I joined the BAB department in 2008, and now as Head of Bioinformatics, my team and I have worked and collaborated with many of you.
Researchers at Rothamsted and around the world are working to push the boundaries of human knowledge and tackle key challenges like sustainable agriculture, climate change and food security.
You would think they have access to the best available tools to help them in their quest for knowledge. In reality the opposite is often true: the research tools at our disposal are only substandard - finding and accessing relevant information can be extremely tedious.
In this seminar, I am going to present how we developed an intelligent data model, known as the KnetMiner Knowledge Graph, that helps you as a researcher to discover new information quickly and easily.
My talk is structured in 5 sections
What do we understand with biological knowledge discovery?
What are graphs and how are they useful?
How do we build the KnetMiner knowledge graph?
Finally I will show some use cases and discuss future work.
There are many types of biological knowledge discovery, e.g.

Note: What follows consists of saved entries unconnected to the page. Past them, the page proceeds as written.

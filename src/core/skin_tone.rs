use crate::core::landmarks::FaceLandmarks;
use image::RgbImage;
use serde::{Deserialize, Serialize};
use std::path::{Path, PathBuf};

// mid-cheek points, clear of the nose and lips
const CHEEK_LEFT: usize = 50;
const CHEEK_RIGHT: usize = 280;
const CHEEKBONE_LEFT: usize = 234;
const CHEEKBONE_RIGHT: usize = 454;

#[derive(Debug, Clone, Copy, Serialize, Deserialize, PartialEq, Eq)]
#[serde(rename_all = "lowercase")]
pub enum Depth {
    Fair,
    Light,
    Medium,
    Tan,
    Deep,
}

#[derive(Debug, Clone, Copy, Serialize, Deserialize, PartialEq, Eq)]
#[serde(rename_all = "lowercase")]
pub enum Undertone {
    Warm,
    Cool,
    Neutral,
}

#[derive(Debug, Clone, Serialize, Deserialize, PartialEq)]
pub struct SkinTone {
    pub rgb: [u8; 3],
    pub hex: String,
    pub depth: Depth,
    pub undertone: Undertone,
}

impl Depth {
    pub fn as_str(&self) -> &'static str {
        match self {
            Depth::Fair => "fair",
            Depth::Light => "light",
            Depth::Medium => "medium",
            Depth::Tan => "tan",
            Depth::Deep => "deep",
        }
    }
}

impl Undertone {
    pub fn as_str(&self) -> &'static str {
        match self {
            Undertone::Warm => "warm",
            Undertone::Cool => "cool",
            Undertone::Neutral => "neutral",
        }
    }
}

impl SkinTone {
    pub fn from_rgb(rgb: [u8; 3]) -> Self {
        let [r, g, b] = rgb.map(f64::from);
        let luminance = 0.2126 * r + 0.7152 * g + 0.0722 * b;
        let depth = match luminance {
            l if l > 200.0 => Depth::Fair,
            l if l > 170.0 => Depth::Light,
            l if l > 130.0 => Depth::Medium,
            l if l > 90.0 => Depth::Tan,
            _ => Depth::Deep,
        };

        // red-blue spread grows with golden undertones and shrinks with pink ones
        let spread = (r - b) / r.max(1.0);
        let undertone = if spread > 0.3 {
            Undertone::Warm
        } else if spread < 0.2 {
            Undertone::Cool
        } else {
            Undertone::Neutral
        };

        Self {
            rgb,
            hex: format!("#{:02x}{:02x}{:02x}", rgb[0], rgb[1], rgb[2]),
            depth,
            undertone,
        }
    }
}

/// Average colour of two cheek patches. `None` when the patches fall outside
/// the image.
pub fn sample_image(image: &RgbImage, face: &FaceLandmarks) -> Option<SkinTone> {
    let (width, height) = image.dimensions();
    if width == 0 || height == 0 {
        return None;
    }

    let face_width = match (
        face.pixel(CHEEKBONE_LEFT, width, height),
        face.pixel(CHEEKBONE_RIGHT, width, height),
    ) {
        (Some((lx, _)), Some((rx, _))) => (rx - lx).abs(),
        _ => return None,
    };
    // landmarks come from another process; keep the patch inside the image
    let side = i64::from(width.min(height));
    let radius = ((face_width * 0.03).round() as i64).max(2).min(side);
    let (max_x, max_y) = (i64::from(width) - 1, i64::from(height) - 1);

    let mut sum = [0u64; 3];
    let mut count = 0u64;
    for index in [CHEEK_LEFT, CHEEK_RIGHT] {
        let Some((cx, cy)) = face.pixel(index, width, height) else {
            continue;
        };
        let (cx, cy) = (cx.round() as i64, cy.round() as i64);
        let (x0, x1) = (cx.saturating_sub(radius).max(0), cx.saturating_add(radius).min(max_x));
        let (y0, y1) = (cy.saturating_sub(radius).max(0), cy.saturating_add(radius).min(max_y));
        if x0 > x1 || y0 > y1 {
            continue;
        }
        for y in y0..=y1 {
            for x in x0..=x1 {
                let pixel = image.get_pixel(x as u32, y as u32);
                for (channel, value) in sum.iter_mut().zip(pixel.0) {
                    *channel += value as u64;
                }
                count += 1;
            }
        }
    }

    if count == 0 {
        return None;
    }
    Some(SkinTone::from_rgb(sum.map(|s| (s / count) as u8)))
}

/// Decodes the staged image off the async runtime and samples it.
pub async fn sample(path: &Path, face: &FaceLandmarks) -> Option<SkinTone> {
    let path: PathBuf = path.to_path_buf();
    let face = face.clone();
    let result = tokio::task::spawn_blocking(move || {
        image::open(&path).map(|img| sample_image(&img.to_rgb8(), &face))
    })
    .await;

    match result {
        Ok(Ok(tone)) => tone,
        Ok(Err(e)) => {
            tracing::warn!("skin tone sampling skipped, decode failed: {}", e);
            None
        }
        Err(e) => {
            tracing::warn!("skin tone sampling task failed: {}", e);
            None
        }
    }
}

Drug discovery, trait discovery or gene discovery.
Today I will mostly focus on gene discovery, so what is gene discovery?

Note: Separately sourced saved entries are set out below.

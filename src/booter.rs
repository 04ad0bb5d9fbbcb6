use anyhow::Error;
use axum::Router;
use std::net::SocketAddr;
use tokio::net::TcpListener;

pub struct Booter {
    pub port: u16,
    tcp_listener: TcpListener,
}

impl Booter {
    pub async fn new(port: u16) -> Result<Self, Error> {
        let addr = SocketAddr::from(([0, 0, 0, 0], port));
        let listener = TcpListener::bind(addr).await?;
        tracing::info!("Listening on {}", addr);

        Ok(Self {
            port,
            tcp_listener: listener,
        })
    }

    // connect info feeds the rate limiter's peer-IP fallback
    pub async fn start(self, router: Router) -> Result<(), Error> {
        axum::serve(
            self.tcp_listener,
            router.into_make_service_with_connect_info::<SocketAddr>(),
        )
        .with_graceful_shutdown(shutdown_signal())
        .await?;
        Ok(())
    }
}

async fn shutdown_signal() {
    if let Err(e) = tokio::signal::ctrl_c().await {
        tracing::error!("failed to listen for shutdown signal: {}", e);
        std::future::pending::<()>().await;
    }
    tracing::info!("shutdown signal received");
}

Let me use the metaphor “Genes are rarely single actors” to explain what we mean with gene discovery.
Assembling the evidence is a tedious job for humans. Machines can help but face challenges. Let’s review the type of evidences needed to go from data to understanding.

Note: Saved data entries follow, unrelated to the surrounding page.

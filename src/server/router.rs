use crate::governor_conf::get_governor_conf;
use crate::server::cors::cors_layer;
use crate::server::handlers::{
    analyze_and_recommend_handler, analyze_handler, cleanup_handler, health_handler,
    recommend_handler, server_status_handler, upload_handler,
};
use crate::server::error::ApiError;
use crate::server::types::AppState;
use anyhow::Error;
use axum::extract::DefaultBodyLimit;
use axum::http::{StatusCode, header};
use axum::middleware::map_response;
use axum::response::{IntoResponse, Response};
use axum::{Router, routing::get, routing::post};
use std::sync::Arc;
use tower_governor::GovernorLayer;
use tower_http::limit::RequestBodyLimitLayer;
use tower_http::timeout::TimeoutLayer;
use tower_http::trace::TraceLayer;

pub fn build_router(state: Arc<AppState>) -> Result<Router, Error> {
    let config = &state.config;

    let mut api = Router::new()
        .route("/api/upload", post(upload_handler))
        .route("/api/analyze", post(analyze_handler))
        .route("/api/recommend", post(recommend_handler))
        .route(
            "/api/analyze-and-recommend",
            post(analyze_and_recommend_handler),
        )
        .route("/api/cleanup", post(cleanup_handler));

    if config.rate_limit_burst > 0 {
        let governor_conf = get_governor_conf(config.rate_limit_burst)?;
        api = api.layer(GovernorLayer {
            config: Arc::new(governor_conf),
        });
    } else {
        tracing::warn!("rate limiting disabled");
    }

    let timeout =
        TimeoutLayer::with_status_code(StatusCode::REQUEST_TIMEOUT, config.request_timeout);
    // multipart uploads are bounded by our own limit, not axum's 2MB default
    let request_body_limit = RequestBodyLimitLayer::new(config.request_body_limit());

    let router = Router::new()
        .route("/", get(server_status_handler))
        .route("/health", get(health_handler))
        .merge(api)
        .layer(DefaultBodyLimit::disable())
        .layer(request_body_limit)
        .layer(map_response(body_limit_as_json))
        .layer(timeout)
        .layer(cors_layer(config.allowed_origins()))
        .layer(TraceLayer::new_for_http())
        .with_state(state);

    Ok(router)
}

// tower-http rejects an oversized Content-Length with a plain text 413
async fn body_limit_as_json(response: Response) -> Response {
    let is_json = response
        .headers()
        .get(header::CONTENT_TYPE)
        .and_then(|v| v.to_str().ok())
        .is_some_and(|v| v.starts_with("application/json"));

    if response.status() == StatusCode::PAYLOAD_TOO_LARGE && !is_json {
        return ApiError::PayloadTooLarge("request body exceeds the server limit".to_string())
            .into_response();
    }
    response
}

Clifford Stoll, an American Astronomer, said: “Data is not information, [...]”
Data comes in many formats
Excel spreadsheets, FASTA, GFF, Tabular, XML and you name it. FAIR.
Information is in many locations and interconnected
Over 1600 biological databases (NAR Database Issue 2019)
Knowledge can be buried in free text or in structured form (like ontologies)
Over 29 million articles (PubMed) - Over 750 biomedical ontologies (BioPortal)
Ontologies are structured keyword lists that life scientists have created to define and connect concepts in their subject areas.
Understanding needs intelligence
Human vs artificial
If all this layers are structured such that machines can understand what we mean (FAIR), then machines can play a crucial role in helping us to understand traits.
KnetMiner, with a silent "K" and standing for Knowledge Network Miner, is a web-app that makes biological knowledge discovery faster and fun.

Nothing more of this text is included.